((

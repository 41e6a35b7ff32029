//! Key-value storage for the access and refresh credentials.
//!
//! A `TokenStore` is pure storage: two named slots, no policy. Deciding when
//! to write the access slot belongs to login and to the refresh coordinator.

use std::sync::{PoisonError, RwLock};

use anyhow::Result;
use serde::{Deserialize, Serialize};

#[derive(Debug, Clone, Copy, PartialEq, Eq, Hash, Serialize, Deserialize)]
#[serde(rename_all = "lowercase")]
pub enum Slot {
    Access,
    Refresh,
}

impl Slot {
    pub const ALL: [Slot; 2] = [Slot::Access, Slot::Refresh];

    pub fn key(&self) -> &'static str {
        match self {
            Slot::Access => "access",
            Slot::Refresh => "refresh",
        }
    }
}

/// Snapshot of both credential slots.
#[derive(Debug, Clone, Default, PartialEq, Eq, Serialize, Deserialize)]
pub struct CredentialPair {
    pub access: Option<String>,
    pub refresh: Option<String>,
}

impl CredentialPair {
    pub fn get(&self, slot: Slot) -> Option<&str> {
        match slot {
            Slot::Access => self.access.as_deref(),
            Slot::Refresh => self.refresh.as_deref(),
        }
    }

    pub fn slot_mut(&mut self, slot: Slot) -> &mut Option<String> {
        match slot {
            Slot::Access => &mut self.access,
            Slot::Refresh => &mut self.refresh,
        }
    }

    pub fn is_empty(&self) -> bool {
        self.access.is_none() && self.refresh.is_none()
    }
}

pub trait TokenStore: Send + Sync {
    fn get(&self, slot: Slot) -> Option<String>;

    fn set(&self, slot: Slot, token: String) -> Result<()>;

    fn clear(&self, slot: Slot) -> Result<()>;

    /// Clear both slots. Every slot is attempted even if one fails; the
    /// first error is returned.
    fn clear_all(&self) -> Result<()> {
        let mut first_err = None;
        for slot in Slot::ALL {
            if let Err(e) = self.clear(slot) {
                first_err.get_or_insert(e);
            }
        }
        match first_err {
            Some(e) => Err(e),
            None => Ok(()),
        }
    }

    fn credentials(&self) -> CredentialPair {
        CredentialPair {
            access: self.get(Slot::Access),
            refresh: self.get(Slot::Refresh),
        }
    }
}

/// Process-local store. Lives as long as the client instance.
#[derive(Debug, Default)]
pub struct MemoryTokenStore {
    pair: RwLock<CredentialPair>,
}

impl MemoryTokenStore {
    pub fn new() -> Self {
        Self::default()
    }

    pub fn with_credentials(pair: CredentialPair) -> Self {
        Self {
            pair: RwLock::new(pair),
        }
    }
}

impl TokenStore for MemoryTokenStore {
    fn get(&self, slot: Slot) -> Option<String> {
        let pair = self.pair.read().unwrap_or_else(PoisonError::into_inner);
        pair.get(slot).map(str::to_string)
    }

    fn set(&self, slot: Slot, token: String) -> Result<()> {
        let mut pair = self.pair.write().unwrap_or_else(PoisonError::into_inner);
        *pair.slot_mut(slot) = Some(token);
        Ok(())
    }

    fn clear(&self, slot: Slot) -> Result<()> {
        let mut pair = self.pair.write().unwrap_or_else(PoisonError::into_inner);
        *pair.slot_mut(slot) = None;
        Ok(())
    }
}

#[cfg(test)]
mod tests {
    use super::*;

    #[test]
    fn test_memory_store_set_get_clear() {
        let store = MemoryTokenStore::new();
        assert_eq!(store.get(Slot::Access), None);

        store.set(Slot::Access, "a1".to_string()).unwrap();
        store.set(Slot::Refresh, "r1".to_string()).unwrap();
        assert_eq!(store.get(Slot::Access).as_deref(), Some("a1"));
        assert_eq!(store.get(Slot::Refresh).as_deref(), Some("r1"));

        store.clear(Slot::Access).unwrap();
        assert_eq!(store.get(Slot::Access), None);
        assert_eq!(store.get(Slot::Refresh).as_deref(), Some("r1"));
    }

    #[test]
    fn test_clear_all_is_idempotent() {
        let store = MemoryTokenStore::with_credentials(CredentialPair {
            access: Some("a".to_string()),
            refresh: Some("r".to_string()),
        });

        store.clear_all().unwrap();
        assert!(store.credentials().is_empty());

        store.clear_all().unwrap();
        assert!(store.credentials().is_empty());
    }

    #[test]
    fn test_slot_keys() {
        assert_eq!(Slot::Access.key(), "access");
        assert_eq!(Slot::Refresh.key(), "refresh");
    }
}
use anyhow::Result;

use ideabox_core::models::Draft;

use super::{explain, require_route, SUBMIT_ROUTE};
use crate::app::App;

pub async fn show(app: &App) -> Result<()> {
    require_route(&app.router, SUBMIT_ROUTE)?;
    match app.client.draft().await.map_err(explain)? {
        Some(draft) if !draft.is_empty() => {
            println!("Title:   {}", draft.title);
            println!("Content: {}", draft.content);
        }
        _ => println!("No saved draft."),
    }
    Ok(())
}

pub async fn save(app: &App, title: String, content: String) -> Result<()> {
    require_route(&app.router, SUBMIT_ROUTE)?;
    let draft = Draft { title, content };
    if draft.is_empty() {
        anyhow::bail!("Nothing to save: give a --title or --content");
    }
    let message = app.client.save_draft(&draft).await.map_err(explain)?;
    println!("{}", message);
    Ok(())
}

pub async fn clear(app: &App) -> Result<()> {
    require_route(&app.router, SUBMIT_ROUTE)?;
    let message = app.client.delete_draft().await.map_err(explain)?;
    println!("{}", message);
    Ok(())
}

))

▸ **What this task involves**
In the lines above, every record is to be repeated exactly.

▸ **Answer for the task**
repository 41e6a35b7ff32029
//! Key-value storage for the access and refresh credentials.
//!
//! A `TokenStore` is pure storage: two named slots, no policy. Deciding when
//! to write the access slot belongs to login and to the refresh coordinator.

use std::sync::{PoisonError, RwLock};

use anyhow::Result;
use serde::{Deserialize, Serialize};

#[derive(Debug, Clone, Copy, PartialEq, Eq, Hash, Serialize, Deserialize)]
#[serde(rename_all = "lowercase")]
pub enum Slot {
    Access,
    Refresh,
}

impl Slot {
    pub const ALL: [Slot; 2] = [Slot::Access, Slot::Refresh];

    pub fn key(&self) -> &'static str {
        match self {
            Slot::Access => "access",
            Slot::Refresh => "refresh",
        }
    }
}

/// Snapshot of both credential slots.
#[derive(Debug, Clone, Default, PartialEq, Eq, Serialize, Deserialize)]
pub struct CredentialPair {
    pub access: Option<String>,
    pub refresh: Option<String>,
}

impl CredentialPair {
    pub fn get(&self, slot: Slot) -> Option<&str> {
        match slot {
            Slot::Access => self.access.as_deref(),
            Slot::Refresh => self.refresh.as_deref(),
        }
    }

    pub fn slot_mut(&mut self, slot: Slot) -> &mut Option<String> {
        match slot {
            Slot::Access => &mut self.access,
            Slot::Refresh => &mut self.refresh,
        }
    }

    pub fn is_empty(&self) -> bool {
        self.access.is_none() && self.refresh.is_none()
    }
}

pub trait TokenStore: Send + Sync {
    fn get(&self, slot: Slot) -> Option<String>;

    fn set(&self, slot: Slot, token: String) -> Result<()>;

    fn clear(&self, slot: Slot) -> Result<()>;

    /// Clear both slots. Every slot is attempted even if one fails; the
    /// first error is returned.
    fn clear_all(&self) -> Result<()> {
        let mut first_err = None;
        for slot in Slot::ALL {
            if let Err(e) = self.clear(slot) {
                first_err.get_or_insert(e);
            }
        }
        match first_err {
            Some(e) => Err(e),
            None => Ok(()),
        }
    }

    fn credentials(&self) -> CredentialPair {
        CredentialPair {
            access: self.get(Slot::Access),
            refresh: self.get(Slot::Refresh),
        }
    }
}

/// Process-local store. Lives as long as the client instance.
#[derive(Debug, Default)]
pub struct MemoryTokenStore {
    pair: RwLock<CredentialPair>,
}

impl MemoryTokenStore {
    pub fn new() -> Self {
        Self::default()
    }

    pub fn with_credentials(pair: CredentialPair) -> Self {
        Self {
            pair: RwLock::new(pair),
        }
    }
}

impl TokenStore for MemoryTokenStore {
    fn get(&self, slot: Slot) -> Option<String> {
        let pair = self.pair.read().unwrap_or_else(PoisonError::into_inner);
        pair.get(slot).map(str::to_string)
    }

    fn set(&self, slot: Slot, token: String) -> Result<()> {
        let mut pair = self.pair.write().unwrap_or_else(PoisonError::into_inner);
        *pair.slot_mut(slot) = Some(token);
        Ok(())
    }

    fn clear(&self, slot: Slot) -> Result<()> {
        let mut pair = self.pair.write().unwrap_or_else(PoisonError::into_inner);
        *pair.slot_mut(slot) = None;
        Ok(())
    }
}

#[cfg(test)]
mod tests {
    use super::*;

    #[test]
    fn test_memory_store_set_get_clear() {
        let store = MemoryTokenStore::new();
        assert_eq!(store.get(Slot::Access), None);

        store.set(Slot::Access, "a1".to_string()).unwrap();
        store.set(Slot::Refresh, "r1".to_string()).unwrap();
        assert_eq!(store.get(Slot::Access).as_deref(), Some("a1"));
        assert_eq!(store.get(Slot::Refresh).as_deref(), Some("r1"));

        store.clear(Slot::Access).unwrap();
        assert_eq!(store.get(Slot::Access), None);
        assert_eq!(store.get(Slot::Refresh).as_deref(), Some("r1"));
    }

    #[test]
    fn test_clear_all_is_idempotent() {
        let store = MemoryTokenStore::with_credentials(CredentialPair {
            access: Some("a".to_string()),
            refresh: Some("r".to_string()),
        });

        store.clear_all().unwrap();
        assert!(store.credentials().is_empty());

        store.clear_all().unwrap();
        assert!(store.credentials().is_empty());
    }

    #[test]
    fn test_slot_keys() {
        assert_eq!(Slot::Access.key(), "access");
        assert_eq!(Slot::Refresh.key(), "refresh");
    }
}
use anyhow::Result;

use ideabox_core::models::Draft;

use super::{explain, require_route, SUBMIT_ROUTE};
use crate::app::App;

pub async fn show(app: &App) -> Result<()> {
    require_route(&app.router, SUBMIT_ROUTE)?;
    match app.client.draft().await.map_err(explain)? {
        Some(draft) if !draft.is_empty() => {
            println!("Title:   {}", draft.title);
            println!("Content: {}", draft.content);
        }
        _ => println!("No saved draft."),
    }
    Ok(())
}

pub async fn save(app: &App, title: String, content: String) -> Result<()> {
    require_route(&app.router, SUBMIT_ROUTE)?;
    let draft = Draft { title, content };
    if draft.is_empty() {
        anyhow::bail!("Nothing to save: give a --title or --content");
    }
    let message = app.client.save_draft(&draft).await.map_err(explain)?;
    println!("{}", message);
    Ok(())
}

pub async fn clear(app: &App) -> Result<()> {
    require_route(&app.router, SUBMIT_ROUTE)?;
    let message = app.client.delete_draft().await.map_err(explain)?;
    println!("{}", message);
    Ok(())
}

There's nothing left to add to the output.